The study sample included for analysis will be specific for general and abdominal surgical RCT. To narrow the analysis on the influence of detection and performance bias, other sources of biases are excluded. In the preliminary search, about 30,000 articles were found. With the above described eligibility criteria, an estimated precision of 3 % and other acquainted values from a former review [18, 22], a sample of about 600 RCT will be expected to be available for quantitative analysis.

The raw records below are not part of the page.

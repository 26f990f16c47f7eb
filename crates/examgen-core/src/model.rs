//! Core data model types for examgen.
//!
//! These are the fundamental types the whole system uses to represent bank
//! questions, assembled exams, and generation parameters.

use std::collections::BTreeMap;

use serde::{Deserialize, Serialize};

use crate::error::ExamError;

/// Default option letters, covering the common four-option question.
pub const DEFAULT_ALPHABET: &str = "ABCD";

/// Letters a bank answer may legally use (`A` plus up to seven more).
pub const VALID_ANSWER_LETTERS: &str = "ABCDEFGH";

/// One entry of the question bank, as parsed from the input file.
///
/// Immutable once the bank is loaded: shuffling copies the options into an
/// [`ExamQuestion`], it never reorders the master copy.
#[derive(Debug, Clone, PartialEq, Eq, Serialize, Deserialize)]
pub struct Question {
    /// The prompt, with any leading `N. ` ordinal already stripped.
    pub text: String,
    /// Option texts in bank order.
    pub options: Vec<String>,
    /// Correct option letter in bank order. `None` when the block had no
    /// `ANSWER:` line; the validator rejects such questions before assembly.
    #[serde(default)]
    pub answer: Option<char>,
}

impl Question {
    pub fn new(text: impl Into<String>, options: Vec<String>, answer: char) -> Self {
        Self {
            text: text.into(),
            options,
            answer: Some(answer),
        }
    }
}

/// A question as placed into one specific exam: options freshly shuffled,
/// correct letter recomputed for the new order.
#[derive(Debug, Clone, PartialEq, Eq, Serialize, Deserialize)]
pub struct ExamQuestion {
    /// 1-based position within the exam (independent of bank position).
    pub number: usize,
    /// The originating question's prompt.
    pub text: String,
    /// Permutation of the source question's options for this exam instance.
    pub options: Vec<String>,
    /// Letter of the correct option under the shuffled order.
    pub answer: char,
}

/// One generated exam variant.
#[derive(Debug, Clone, PartialEq, Eq, Serialize, Deserialize)]
pub struct Exam {
    /// 1-based ordinal within the generation run.
    pub number: usize,
    /// Seed string that produced this exam, canonically `{prefix}_{number}`.
    pub seed: String,
    /// Questions in exam order.
    pub questions: Vec<ExamQuestion>,
    /// Position → correct letter, keyed by `ExamQuestion::number`.
    pub answer_key: BTreeMap<usize, char>,
}

impl Exam {
    /// The canonical seed for exam `number` of a run with `prefix`.
    pub fn seed_for(prefix: &str, number: usize) -> String {
        format!("{prefix}_{number}")
    }
}

/// Parameters of one generation run, built once by the caller and passed
/// down by value. The engine never reaches into shared configuration.
#[derive(Debug, Clone, Serialize, Deserialize)]
pub struct GenerationParams {
    /// Prefix used for seeds, file names, and the output directory.
    pub exam_prefix: String,
    /// How many exam variants to generate.
    pub num_exams: usize,
    /// Questions per exam; may exceed the bank size (the whole bank is used).
    pub questions_per_exam: usize,
    /// Option letters, in labeling order.
    #[serde(default = "default_alphabet")]
    pub option_letters: String,
    /// Minutes allocated per question for the duration estimate.
    #[serde(default = "default_minutes")]
    pub minutes_per_question: f64,
}

fn default_alphabet() -> String {
    DEFAULT_ALPHABET.to_string()
}

fn default_minutes() -> f64 {
    1.0
}

impl GenerationParams {
    pub fn new(exam_prefix: impl Into<String>, num_exams: usize, questions_per_exam: usize) -> Self {
        Self {
            exam_prefix: exam_prefix.into(),
            num_exams,
            questions_per_exam,
            option_letters: default_alphabet(),
            minutes_per_question: default_minutes(),
        }
    }

    /// Check the parameters before any assembly work happens.
    pub fn validate(&self) -> Result<(), ExamError> {
        if self.num_exams == 0 {
            return Err(ExamError::Configuration(
                "el número de exámenes debe ser mayor que 0".into(),
            ));
        }
        if self.questions_per_exam == 0 {
            return Err(ExamError::Configuration(
                "el número de preguntas por examen debe ser mayor que 0".into(),
            ));
        }
        if self.option_letters.is_empty() {
            return Err(ExamError::Configuration(
                "el alfabeto de opciones no puede estar vacío".into(),
            ));
        }
        if !(self.minutes_per_question > 0.0) {
            return Err(ExamError::Configuration(
                "los minutos por pregunta deben ser un número positivo".into(),
            ));
        }
        Ok(())
    }
}
//! The `examgen generate` command.

use std::path::PathBuf;

use anyhow::{Context, Result};

use examgen_core::aggregate::aggregate_answer_keys;
use examgen_core::engine::generate_run;
use examgen_core::model::GenerationParams;
use examgen_core::parser::{load_question_file, validate_questions};
use examgen_core::report::RunReport;
use examgen_core::statistics::{compute_run_statistics, RunStatistics};
use examgen_core::timing::format_exam_duration;
use examgen_providers::config::load_config_from;
use examgen_report::csv::write_answer_key_csv;
use examgen_report::html::write_answer_key_html;
use examgen_report::txt::{write_answer_key_txt, write_exam_answers_txt, write_exam_txt};

/// Replace filesystem-unsafe characters in a folder name.
fn sanitize_folder_name(name: &str) -> String {
    name.chars()
        .map(|c| match c {
            '<' | '>' | ':' | '"' | '/' | '\\' | '|' | '?' | '*' => '_',
            other => other,
        })
        .collect()
}

#[allow(clippy::too_many_arguments)]
pub fn execute(
    questions_file: PathBuf,
    exam_prefix: String,
    num_exams: usize,
    questions_per_exam: usize,
    answers: Option<String>,
    time_per_question: Option<f64>,
    output: Option<PathBuf>,
    config_path: Option<PathBuf>,
) -> Result<()> {
    let config = load_config_from(config_path.as_deref())?;

    let answers_format = answers.unwrap_or_else(|| config.exam.answers_format.clone());
    anyhow::ensure!(
        matches!(answers_format.as_str(), "txt" | "csv" | "html" | "json"),
        "answers format must be one of: txt, csv, html, json"
    );

    let params = GenerationParams {
        exam_prefix: exam_prefix.clone(),
        num_exams,
        questions_per_exam,
        option_letters: config.exam.option_letters.clone(),
        minutes_per_question: time_per_question.unwrap_or(config.exam.minutes_per_question),
    };
    params.validate()?;

    // Load and strictly validate the bank before generating anything.
    let bank = load_question_file(&questions_file)?;
    validate_questions(&bank)?;
    println!(
        "Cargadas {} preguntas del archivo '{}'.",
        bank.len(),
        questions_file.display()
    );

    let effective_questions = questions_per_exam.min(bank.len());
    if questions_per_exam > bank.len() {
        println!(
            "Advertencia: Solo hay {} preguntas disponibles.",
            bank.len()
        );
    }

    let duration = format_exam_duration(effective_questions, params.minutes_per_question);
    println!("Tiempo estimado por examen: {duration}");

    let exams = generate_run(&bank, &params)?;

    let output_dir = output.unwrap_or_else(|| {
        PathBuf::from(format!(
            "{}{}",
            config.exam.directory_prefix,
            sanitize_folder_name(&exam_prefix)
        ))
    });
    std::fs::create_dir_all(&output_dir)
        .with_context(|| format!("failed to create output directory {}", output_dir.display()))?;

    for exam in &exams {
        let path = write_exam_txt(&exam_prefix, exam, &params.option_letters, &output_dir)?;
        eprintln!("  Examen creado: {}", path.display());
        write_exam_answers_txt(&exam_prefix, exam, &output_dir)?;
    }

    let table = aggregate_answer_keys(&exams);
    let key_path = match answers_format.as_str() {
        "txt" => write_answer_key_txt(&table, &exam_prefix, &duration, &output_dir)?,
        "csv" => write_answer_key_csv(&table, &exam_prefix, &output_dir)?,
        "html" => write_answer_key_html(&table, &exam_prefix, &duration, &output_dir)?,
        "json" => {
            let path = output_dir.join(format!("respuestas_{exam_prefix}_completas.json"));
            RunReport::new(&params, &exams).save_json(&path)?;
            path
        }
        _ => unreachable!("format checked above"),
    };

    print_statistics(&compute_run_statistics(&exams));

    println!(
        "Generados {} exámenes ({}) con {} preguntas cada uno.",
        exams.len(),
        exam_prefix,
        effective_questions
    );
    println!("Archivos guardados en la carpeta: {}", output_dir.display());
    println!("Archivo de respuestas creado: {}", key_path.display());

    Ok(())
}

/// Print the run statistics block to the console.
fn print_statistics(stats: &RunStatistics) {
    println!("\n{}", "=".repeat(60));
    println!("ESTADÍSTICAS DE GENERACIÓN");
    println!("{}", "=".repeat(60));

    println!("\nResumen:");
    println!("  - Total de exámenes: {}", stats.total_exams);
    println!("  - Total de preguntas: {}", stats.total_questions);

    if let Some(reuse) = &stats.question_reuse {
        println!("\nReutilización de preguntas:");
        println!("  - Preguntas únicas: {}", reuse.unique_questions);
        println!("  - Uso promedio: {:.1} veces", reuse.avg_times_used);
        println!("  - Uso máximo: {} veces", reuse.max_times_used);
    }

    if !stats.answer_distribution.is_empty() {
        println!("\nDistribución de respuestas correctas:");
        for (letter, share) in &stats.answer_distribution {
            let bar = "#".repeat((share.percentage / 2.0) as usize);
            println!(
                "  {letter}) {bar:<25} {:5.1}% ({} preguntas)",
                share.percentage, share.count
            );
        }
    }

    if !stats.warnings.is_empty() {
        println!("\nADVERTENCIAS:");
        for warning in &stats.warnings {
            println!("  - {warning}");
        }
    }

    println!("{}\n", "=".repeat(60));
}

The existing literature clearly shows that existing detection and performance bias distort the measured effect from the true effect in pharmacological trials [7, 12]. In contrast to a pill, surgical interventions cannot be blinded to all trial contributors. The degree of such bias in general and abdominal surgery has never been determined quantitatively. Therefore, the conduct of this study is important because the knowledge about the influence of missing blinding could further be discussed not only in a qualitative but also in a quantitative manner. By using the established Cochrane Collaboration’s tool for assessing risk of bias [4], the results of the planned analysis will be specifically applicable to critical appraisal of surgical trials. Possible overestimated treatment effects could be detected and corrected or at least be discussed on quantitative evidence. In case of a missing association between lack of blinding and significant trial results, different reasons have to be taken into account. One reason would be publication bias with due to negative and assumably blinded trials which were restrained. Another reason could in fact be the strong physical component of surgical interventions leading to unblinding of patients. This reason can be explored if trials evaluated the unblinding rate of their measures. However, it is also possible that in surgical trials, blinding has not the same status than in pharmacological trials. In case of a true missing association between lack of blinding and significant trial results, surgical researcher could rely on this evidence and leave out complicated ways of blinding methods in RCT without threatening the validity of trial results.